Exercise instructions. For the entries below, how many lines include the word "FilterSettings"? Give the figure and nothing more.

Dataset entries
= = = =

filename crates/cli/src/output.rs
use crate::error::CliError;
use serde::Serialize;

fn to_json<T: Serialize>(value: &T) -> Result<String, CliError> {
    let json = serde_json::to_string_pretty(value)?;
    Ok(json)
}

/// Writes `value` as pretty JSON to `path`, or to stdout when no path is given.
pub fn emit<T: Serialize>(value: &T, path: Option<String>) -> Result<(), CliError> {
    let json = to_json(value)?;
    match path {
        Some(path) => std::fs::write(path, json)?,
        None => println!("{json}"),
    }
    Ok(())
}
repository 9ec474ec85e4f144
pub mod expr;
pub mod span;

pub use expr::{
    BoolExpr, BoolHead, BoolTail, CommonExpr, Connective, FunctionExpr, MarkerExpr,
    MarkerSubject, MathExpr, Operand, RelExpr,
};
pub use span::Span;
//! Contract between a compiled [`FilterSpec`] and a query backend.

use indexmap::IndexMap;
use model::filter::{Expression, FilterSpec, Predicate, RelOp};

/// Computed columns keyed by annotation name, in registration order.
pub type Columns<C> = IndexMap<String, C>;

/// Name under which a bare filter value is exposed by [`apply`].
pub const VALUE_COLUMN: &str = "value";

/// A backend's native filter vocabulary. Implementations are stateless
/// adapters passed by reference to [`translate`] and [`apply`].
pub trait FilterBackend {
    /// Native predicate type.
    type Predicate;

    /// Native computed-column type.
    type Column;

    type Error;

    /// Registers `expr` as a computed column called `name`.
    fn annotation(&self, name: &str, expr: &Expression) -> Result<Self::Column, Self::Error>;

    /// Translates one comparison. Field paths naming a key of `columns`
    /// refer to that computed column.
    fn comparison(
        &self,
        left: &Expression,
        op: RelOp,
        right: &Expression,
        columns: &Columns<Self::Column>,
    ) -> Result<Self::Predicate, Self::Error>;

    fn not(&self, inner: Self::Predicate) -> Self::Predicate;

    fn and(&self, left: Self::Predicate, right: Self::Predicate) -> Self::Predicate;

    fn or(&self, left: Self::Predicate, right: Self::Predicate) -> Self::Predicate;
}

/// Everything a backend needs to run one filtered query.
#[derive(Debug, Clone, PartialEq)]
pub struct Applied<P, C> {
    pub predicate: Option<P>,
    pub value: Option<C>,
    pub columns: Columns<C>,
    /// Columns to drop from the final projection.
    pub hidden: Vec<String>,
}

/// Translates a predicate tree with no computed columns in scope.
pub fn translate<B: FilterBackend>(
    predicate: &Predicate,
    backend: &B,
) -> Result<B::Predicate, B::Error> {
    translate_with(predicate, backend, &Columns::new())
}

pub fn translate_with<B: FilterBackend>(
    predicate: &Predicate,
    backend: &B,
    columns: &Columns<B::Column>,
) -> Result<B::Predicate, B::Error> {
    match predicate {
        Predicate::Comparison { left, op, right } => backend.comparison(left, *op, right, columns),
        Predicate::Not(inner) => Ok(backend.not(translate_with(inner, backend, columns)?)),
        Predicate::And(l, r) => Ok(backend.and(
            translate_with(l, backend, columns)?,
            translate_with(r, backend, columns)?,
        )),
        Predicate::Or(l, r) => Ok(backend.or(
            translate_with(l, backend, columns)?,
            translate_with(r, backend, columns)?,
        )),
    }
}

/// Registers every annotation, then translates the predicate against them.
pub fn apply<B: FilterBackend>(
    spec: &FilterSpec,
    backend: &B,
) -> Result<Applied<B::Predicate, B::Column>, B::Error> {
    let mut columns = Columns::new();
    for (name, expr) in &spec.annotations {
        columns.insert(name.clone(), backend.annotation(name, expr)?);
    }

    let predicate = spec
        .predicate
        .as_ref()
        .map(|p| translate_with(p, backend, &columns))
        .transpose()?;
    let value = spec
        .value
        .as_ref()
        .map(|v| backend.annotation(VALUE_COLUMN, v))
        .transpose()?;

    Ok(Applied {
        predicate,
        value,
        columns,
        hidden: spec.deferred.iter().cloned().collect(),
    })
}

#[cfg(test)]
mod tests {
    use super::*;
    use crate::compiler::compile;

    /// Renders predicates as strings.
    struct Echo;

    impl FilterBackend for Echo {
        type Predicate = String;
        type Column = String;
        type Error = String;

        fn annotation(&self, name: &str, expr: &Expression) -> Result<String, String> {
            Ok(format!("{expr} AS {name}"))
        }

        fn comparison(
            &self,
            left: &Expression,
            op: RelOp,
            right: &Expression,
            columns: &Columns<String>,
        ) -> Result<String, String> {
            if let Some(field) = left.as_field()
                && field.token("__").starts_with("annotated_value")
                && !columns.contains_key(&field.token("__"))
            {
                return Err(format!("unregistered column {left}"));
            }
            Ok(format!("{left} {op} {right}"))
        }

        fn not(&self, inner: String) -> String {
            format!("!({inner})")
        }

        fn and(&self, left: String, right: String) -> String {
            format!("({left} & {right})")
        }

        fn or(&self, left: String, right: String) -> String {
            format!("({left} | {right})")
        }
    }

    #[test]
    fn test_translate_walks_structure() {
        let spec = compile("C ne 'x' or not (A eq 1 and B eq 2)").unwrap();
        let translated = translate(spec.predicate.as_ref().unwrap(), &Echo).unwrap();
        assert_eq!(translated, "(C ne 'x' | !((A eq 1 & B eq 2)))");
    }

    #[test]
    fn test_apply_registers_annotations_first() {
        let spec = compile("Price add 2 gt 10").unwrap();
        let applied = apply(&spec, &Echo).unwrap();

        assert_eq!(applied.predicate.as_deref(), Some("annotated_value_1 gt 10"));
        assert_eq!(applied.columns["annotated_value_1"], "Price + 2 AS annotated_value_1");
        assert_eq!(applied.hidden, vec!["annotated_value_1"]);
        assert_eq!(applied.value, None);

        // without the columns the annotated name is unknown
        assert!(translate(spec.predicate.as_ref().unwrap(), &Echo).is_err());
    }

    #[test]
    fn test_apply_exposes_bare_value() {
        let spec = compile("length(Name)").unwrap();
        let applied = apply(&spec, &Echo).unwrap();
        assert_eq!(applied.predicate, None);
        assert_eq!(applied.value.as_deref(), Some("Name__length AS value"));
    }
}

= = = =

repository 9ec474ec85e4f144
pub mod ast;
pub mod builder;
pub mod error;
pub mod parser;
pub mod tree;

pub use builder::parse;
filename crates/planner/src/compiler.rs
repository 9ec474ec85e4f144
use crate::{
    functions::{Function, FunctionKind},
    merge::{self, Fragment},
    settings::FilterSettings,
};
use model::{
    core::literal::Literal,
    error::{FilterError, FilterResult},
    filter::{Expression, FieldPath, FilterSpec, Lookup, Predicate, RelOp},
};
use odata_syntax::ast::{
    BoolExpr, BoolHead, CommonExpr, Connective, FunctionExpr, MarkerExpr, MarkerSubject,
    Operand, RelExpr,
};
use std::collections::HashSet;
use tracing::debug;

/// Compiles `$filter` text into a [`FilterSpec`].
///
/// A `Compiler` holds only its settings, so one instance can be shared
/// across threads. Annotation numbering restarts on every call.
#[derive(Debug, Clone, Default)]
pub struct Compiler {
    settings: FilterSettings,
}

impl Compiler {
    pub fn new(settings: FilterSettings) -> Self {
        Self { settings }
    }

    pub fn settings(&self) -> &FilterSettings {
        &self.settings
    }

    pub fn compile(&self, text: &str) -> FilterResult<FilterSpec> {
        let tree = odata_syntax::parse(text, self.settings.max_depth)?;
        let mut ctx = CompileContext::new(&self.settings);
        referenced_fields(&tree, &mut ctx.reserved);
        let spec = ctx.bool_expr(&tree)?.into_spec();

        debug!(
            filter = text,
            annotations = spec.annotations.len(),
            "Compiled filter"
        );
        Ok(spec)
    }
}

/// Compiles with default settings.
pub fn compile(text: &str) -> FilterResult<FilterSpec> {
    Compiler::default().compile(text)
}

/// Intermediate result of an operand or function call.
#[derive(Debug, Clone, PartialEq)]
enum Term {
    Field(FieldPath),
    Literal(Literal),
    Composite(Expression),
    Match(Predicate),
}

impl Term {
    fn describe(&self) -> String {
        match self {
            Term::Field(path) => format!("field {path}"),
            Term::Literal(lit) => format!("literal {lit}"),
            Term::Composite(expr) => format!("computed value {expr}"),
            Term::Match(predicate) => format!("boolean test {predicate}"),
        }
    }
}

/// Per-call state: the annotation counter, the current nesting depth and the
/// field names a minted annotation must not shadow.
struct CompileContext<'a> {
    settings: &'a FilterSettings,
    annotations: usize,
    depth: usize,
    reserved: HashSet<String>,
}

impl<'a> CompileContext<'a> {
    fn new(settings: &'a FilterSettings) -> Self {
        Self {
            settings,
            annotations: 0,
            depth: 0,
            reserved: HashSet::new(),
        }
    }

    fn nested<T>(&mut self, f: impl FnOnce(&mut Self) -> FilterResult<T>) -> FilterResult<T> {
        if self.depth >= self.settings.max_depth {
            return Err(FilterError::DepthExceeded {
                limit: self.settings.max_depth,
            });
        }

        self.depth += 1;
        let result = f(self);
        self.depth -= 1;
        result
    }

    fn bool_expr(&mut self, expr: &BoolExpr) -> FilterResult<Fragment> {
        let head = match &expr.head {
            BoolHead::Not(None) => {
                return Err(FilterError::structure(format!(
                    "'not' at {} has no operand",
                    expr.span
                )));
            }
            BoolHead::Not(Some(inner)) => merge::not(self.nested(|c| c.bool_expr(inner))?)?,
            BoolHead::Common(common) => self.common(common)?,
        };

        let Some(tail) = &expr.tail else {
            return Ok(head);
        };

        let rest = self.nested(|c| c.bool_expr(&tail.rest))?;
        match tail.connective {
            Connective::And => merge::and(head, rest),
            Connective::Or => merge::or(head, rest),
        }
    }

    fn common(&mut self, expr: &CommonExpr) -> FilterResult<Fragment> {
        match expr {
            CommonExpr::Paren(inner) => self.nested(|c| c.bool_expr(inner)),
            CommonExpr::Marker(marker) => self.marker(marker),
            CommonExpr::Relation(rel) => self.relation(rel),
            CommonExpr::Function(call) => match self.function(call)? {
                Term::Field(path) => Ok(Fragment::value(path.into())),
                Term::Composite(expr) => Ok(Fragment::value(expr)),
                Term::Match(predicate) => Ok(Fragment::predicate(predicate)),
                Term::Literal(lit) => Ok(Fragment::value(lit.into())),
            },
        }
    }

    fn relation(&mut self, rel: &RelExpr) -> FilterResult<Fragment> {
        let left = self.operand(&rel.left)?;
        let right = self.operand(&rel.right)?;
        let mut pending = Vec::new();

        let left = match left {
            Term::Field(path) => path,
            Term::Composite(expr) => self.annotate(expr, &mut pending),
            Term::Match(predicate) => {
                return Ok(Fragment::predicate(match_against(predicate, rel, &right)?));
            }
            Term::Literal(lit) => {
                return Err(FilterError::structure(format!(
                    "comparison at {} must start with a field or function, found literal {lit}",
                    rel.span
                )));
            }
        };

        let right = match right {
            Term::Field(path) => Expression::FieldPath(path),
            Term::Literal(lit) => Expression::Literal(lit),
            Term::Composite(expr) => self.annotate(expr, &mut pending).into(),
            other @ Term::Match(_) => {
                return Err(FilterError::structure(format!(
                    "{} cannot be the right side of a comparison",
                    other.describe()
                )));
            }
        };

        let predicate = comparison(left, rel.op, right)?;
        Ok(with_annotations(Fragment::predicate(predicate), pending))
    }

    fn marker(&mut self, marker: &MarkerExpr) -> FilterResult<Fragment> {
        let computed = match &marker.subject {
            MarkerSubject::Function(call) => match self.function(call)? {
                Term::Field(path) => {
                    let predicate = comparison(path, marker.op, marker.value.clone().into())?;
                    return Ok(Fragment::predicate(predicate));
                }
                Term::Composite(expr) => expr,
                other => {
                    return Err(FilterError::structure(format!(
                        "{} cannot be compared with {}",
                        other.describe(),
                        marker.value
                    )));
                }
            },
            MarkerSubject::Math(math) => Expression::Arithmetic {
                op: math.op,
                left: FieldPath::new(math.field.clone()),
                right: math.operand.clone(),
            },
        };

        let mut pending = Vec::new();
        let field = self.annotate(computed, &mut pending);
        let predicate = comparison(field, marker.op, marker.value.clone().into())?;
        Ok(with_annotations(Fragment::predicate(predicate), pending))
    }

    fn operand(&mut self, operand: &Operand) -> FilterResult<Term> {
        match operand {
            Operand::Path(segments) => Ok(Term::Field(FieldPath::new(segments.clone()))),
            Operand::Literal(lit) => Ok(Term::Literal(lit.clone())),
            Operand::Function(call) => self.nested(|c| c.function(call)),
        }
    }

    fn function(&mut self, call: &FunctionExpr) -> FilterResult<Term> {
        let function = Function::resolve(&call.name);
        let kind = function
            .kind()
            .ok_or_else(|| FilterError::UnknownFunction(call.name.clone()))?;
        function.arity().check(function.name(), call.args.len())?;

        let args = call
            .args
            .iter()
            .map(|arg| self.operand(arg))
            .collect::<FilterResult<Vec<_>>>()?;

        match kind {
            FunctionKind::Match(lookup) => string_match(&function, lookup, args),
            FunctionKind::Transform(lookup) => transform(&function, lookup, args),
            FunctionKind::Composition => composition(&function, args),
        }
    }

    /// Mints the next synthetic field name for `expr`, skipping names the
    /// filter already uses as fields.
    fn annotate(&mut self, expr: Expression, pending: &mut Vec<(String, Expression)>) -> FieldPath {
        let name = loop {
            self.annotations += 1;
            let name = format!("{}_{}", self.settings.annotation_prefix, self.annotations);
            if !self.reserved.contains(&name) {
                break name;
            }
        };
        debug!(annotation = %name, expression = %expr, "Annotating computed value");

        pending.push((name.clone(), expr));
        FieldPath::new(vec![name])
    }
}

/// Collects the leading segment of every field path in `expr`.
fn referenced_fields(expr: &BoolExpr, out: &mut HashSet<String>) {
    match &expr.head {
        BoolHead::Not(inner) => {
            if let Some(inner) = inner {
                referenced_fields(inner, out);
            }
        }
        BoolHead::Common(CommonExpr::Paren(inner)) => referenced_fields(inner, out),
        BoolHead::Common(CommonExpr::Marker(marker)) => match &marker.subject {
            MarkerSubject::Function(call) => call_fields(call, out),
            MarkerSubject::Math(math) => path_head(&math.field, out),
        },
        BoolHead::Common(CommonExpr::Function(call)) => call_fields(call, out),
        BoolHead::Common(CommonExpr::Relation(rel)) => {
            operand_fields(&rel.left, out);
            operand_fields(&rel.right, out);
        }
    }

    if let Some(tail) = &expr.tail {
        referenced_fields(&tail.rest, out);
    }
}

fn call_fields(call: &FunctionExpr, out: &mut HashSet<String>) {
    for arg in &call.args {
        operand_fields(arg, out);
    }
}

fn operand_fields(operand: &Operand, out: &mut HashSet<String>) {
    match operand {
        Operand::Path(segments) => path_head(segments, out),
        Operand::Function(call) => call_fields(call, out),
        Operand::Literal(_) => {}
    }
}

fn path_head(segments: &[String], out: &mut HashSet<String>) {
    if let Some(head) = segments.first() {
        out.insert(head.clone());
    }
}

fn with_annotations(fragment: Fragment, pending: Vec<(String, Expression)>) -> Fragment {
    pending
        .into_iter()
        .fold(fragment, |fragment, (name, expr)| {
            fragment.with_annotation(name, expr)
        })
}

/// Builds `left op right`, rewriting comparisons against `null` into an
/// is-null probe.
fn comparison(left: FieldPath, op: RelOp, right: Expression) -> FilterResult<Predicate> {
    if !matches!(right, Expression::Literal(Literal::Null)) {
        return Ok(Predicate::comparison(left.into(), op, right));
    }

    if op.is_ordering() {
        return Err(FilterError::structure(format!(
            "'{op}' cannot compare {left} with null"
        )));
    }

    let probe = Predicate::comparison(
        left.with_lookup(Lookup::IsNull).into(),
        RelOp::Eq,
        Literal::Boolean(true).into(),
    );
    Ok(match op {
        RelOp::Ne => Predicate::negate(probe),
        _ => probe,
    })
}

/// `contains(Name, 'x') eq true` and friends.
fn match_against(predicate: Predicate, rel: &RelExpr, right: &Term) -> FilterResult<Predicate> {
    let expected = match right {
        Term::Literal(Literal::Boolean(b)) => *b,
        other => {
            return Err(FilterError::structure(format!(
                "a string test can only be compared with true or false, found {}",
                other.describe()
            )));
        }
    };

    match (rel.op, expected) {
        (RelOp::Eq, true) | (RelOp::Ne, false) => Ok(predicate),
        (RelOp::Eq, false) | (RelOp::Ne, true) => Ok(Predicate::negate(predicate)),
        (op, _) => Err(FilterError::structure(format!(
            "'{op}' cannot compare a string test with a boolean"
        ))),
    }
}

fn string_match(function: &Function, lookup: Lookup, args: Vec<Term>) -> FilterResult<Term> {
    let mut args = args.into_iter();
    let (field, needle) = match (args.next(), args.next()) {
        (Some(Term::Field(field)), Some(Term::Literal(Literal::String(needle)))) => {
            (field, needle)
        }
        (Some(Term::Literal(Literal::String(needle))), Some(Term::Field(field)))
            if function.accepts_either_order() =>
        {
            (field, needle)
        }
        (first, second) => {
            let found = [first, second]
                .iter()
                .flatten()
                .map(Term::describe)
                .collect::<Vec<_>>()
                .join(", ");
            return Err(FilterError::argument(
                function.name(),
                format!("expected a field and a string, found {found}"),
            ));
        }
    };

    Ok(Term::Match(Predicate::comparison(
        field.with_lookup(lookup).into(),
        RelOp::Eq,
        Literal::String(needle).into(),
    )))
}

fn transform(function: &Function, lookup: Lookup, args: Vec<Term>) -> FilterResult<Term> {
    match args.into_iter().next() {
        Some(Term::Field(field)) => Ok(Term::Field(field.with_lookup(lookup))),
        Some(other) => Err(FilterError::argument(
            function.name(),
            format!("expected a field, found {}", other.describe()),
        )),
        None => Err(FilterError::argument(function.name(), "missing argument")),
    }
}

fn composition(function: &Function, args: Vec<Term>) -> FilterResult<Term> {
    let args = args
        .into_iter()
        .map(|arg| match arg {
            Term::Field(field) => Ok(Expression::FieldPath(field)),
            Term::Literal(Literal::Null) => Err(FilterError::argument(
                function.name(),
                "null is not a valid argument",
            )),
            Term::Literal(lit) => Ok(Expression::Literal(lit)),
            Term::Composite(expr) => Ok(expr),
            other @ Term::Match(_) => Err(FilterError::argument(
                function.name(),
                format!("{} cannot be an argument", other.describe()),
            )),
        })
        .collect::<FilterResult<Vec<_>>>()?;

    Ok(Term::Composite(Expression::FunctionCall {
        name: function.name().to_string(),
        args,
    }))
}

= = = =

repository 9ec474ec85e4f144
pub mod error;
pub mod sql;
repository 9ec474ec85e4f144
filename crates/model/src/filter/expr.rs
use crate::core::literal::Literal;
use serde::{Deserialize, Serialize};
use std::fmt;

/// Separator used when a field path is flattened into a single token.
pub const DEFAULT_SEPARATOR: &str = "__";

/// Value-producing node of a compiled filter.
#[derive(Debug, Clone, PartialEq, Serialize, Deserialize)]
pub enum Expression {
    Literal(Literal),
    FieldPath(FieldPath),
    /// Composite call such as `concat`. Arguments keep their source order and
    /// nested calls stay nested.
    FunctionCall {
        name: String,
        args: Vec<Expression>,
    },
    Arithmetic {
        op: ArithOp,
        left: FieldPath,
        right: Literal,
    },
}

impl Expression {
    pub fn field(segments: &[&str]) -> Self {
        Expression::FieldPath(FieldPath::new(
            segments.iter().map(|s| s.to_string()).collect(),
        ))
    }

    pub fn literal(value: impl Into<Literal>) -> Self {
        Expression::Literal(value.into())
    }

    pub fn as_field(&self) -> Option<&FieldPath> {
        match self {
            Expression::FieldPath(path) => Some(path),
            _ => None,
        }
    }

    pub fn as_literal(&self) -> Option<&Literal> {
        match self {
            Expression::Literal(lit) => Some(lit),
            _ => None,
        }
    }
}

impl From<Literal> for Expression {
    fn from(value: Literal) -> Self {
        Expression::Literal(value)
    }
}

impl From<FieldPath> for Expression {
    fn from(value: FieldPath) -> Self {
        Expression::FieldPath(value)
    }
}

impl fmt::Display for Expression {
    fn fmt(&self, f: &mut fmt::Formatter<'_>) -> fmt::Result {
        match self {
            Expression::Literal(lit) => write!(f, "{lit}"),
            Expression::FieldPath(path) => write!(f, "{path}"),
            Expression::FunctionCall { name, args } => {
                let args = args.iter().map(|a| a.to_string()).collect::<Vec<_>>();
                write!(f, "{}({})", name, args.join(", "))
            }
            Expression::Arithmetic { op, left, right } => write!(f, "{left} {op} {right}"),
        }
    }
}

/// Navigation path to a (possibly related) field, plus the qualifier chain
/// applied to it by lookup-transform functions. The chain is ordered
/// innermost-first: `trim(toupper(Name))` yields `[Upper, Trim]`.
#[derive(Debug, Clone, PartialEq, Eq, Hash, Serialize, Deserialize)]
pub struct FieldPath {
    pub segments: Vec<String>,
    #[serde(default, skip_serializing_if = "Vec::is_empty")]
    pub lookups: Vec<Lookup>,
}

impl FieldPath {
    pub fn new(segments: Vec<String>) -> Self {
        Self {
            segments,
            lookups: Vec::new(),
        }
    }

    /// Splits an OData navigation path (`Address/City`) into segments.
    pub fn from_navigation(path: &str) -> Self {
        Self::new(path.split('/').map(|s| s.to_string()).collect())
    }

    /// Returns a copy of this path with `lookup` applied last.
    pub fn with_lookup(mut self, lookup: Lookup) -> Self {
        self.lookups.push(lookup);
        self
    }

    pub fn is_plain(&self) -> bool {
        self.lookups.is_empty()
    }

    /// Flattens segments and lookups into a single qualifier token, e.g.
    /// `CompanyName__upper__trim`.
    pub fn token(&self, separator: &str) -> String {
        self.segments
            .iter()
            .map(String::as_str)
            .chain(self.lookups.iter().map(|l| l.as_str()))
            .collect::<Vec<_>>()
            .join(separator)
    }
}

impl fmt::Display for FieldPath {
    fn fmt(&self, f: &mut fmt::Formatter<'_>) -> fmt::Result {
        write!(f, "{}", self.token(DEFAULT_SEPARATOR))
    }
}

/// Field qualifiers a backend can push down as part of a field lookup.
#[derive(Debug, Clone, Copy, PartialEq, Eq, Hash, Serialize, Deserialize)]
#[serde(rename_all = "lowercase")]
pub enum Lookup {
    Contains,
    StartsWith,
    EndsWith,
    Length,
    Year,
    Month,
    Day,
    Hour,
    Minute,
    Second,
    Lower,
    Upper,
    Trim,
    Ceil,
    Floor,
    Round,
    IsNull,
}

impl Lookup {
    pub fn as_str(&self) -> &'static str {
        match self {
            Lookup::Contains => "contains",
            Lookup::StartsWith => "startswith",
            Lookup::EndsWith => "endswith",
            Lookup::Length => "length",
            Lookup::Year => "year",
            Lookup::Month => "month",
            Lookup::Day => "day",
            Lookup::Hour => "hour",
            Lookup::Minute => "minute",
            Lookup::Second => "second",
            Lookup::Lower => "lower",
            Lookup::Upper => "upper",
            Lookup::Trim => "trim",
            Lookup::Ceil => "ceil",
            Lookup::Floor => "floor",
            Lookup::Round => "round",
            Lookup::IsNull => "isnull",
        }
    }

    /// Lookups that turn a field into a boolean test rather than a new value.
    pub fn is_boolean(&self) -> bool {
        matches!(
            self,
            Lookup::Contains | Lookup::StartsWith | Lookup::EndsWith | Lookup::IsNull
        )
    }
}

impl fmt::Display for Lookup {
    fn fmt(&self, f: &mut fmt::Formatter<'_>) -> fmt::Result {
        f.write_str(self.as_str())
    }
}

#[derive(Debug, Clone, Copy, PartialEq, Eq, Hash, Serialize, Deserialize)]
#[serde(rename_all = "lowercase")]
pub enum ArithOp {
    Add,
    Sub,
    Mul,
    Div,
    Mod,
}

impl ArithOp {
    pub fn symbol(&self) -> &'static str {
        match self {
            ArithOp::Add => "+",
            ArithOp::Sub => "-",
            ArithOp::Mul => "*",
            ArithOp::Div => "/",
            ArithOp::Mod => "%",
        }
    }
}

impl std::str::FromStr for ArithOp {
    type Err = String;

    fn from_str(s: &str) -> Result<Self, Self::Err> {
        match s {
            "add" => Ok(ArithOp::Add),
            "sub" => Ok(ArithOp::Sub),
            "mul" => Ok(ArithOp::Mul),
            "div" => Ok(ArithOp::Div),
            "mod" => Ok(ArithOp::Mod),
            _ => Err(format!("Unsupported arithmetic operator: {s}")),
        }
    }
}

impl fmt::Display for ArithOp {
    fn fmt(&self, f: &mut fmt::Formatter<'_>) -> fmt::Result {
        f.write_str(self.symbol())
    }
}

= = = =

Written answer. 6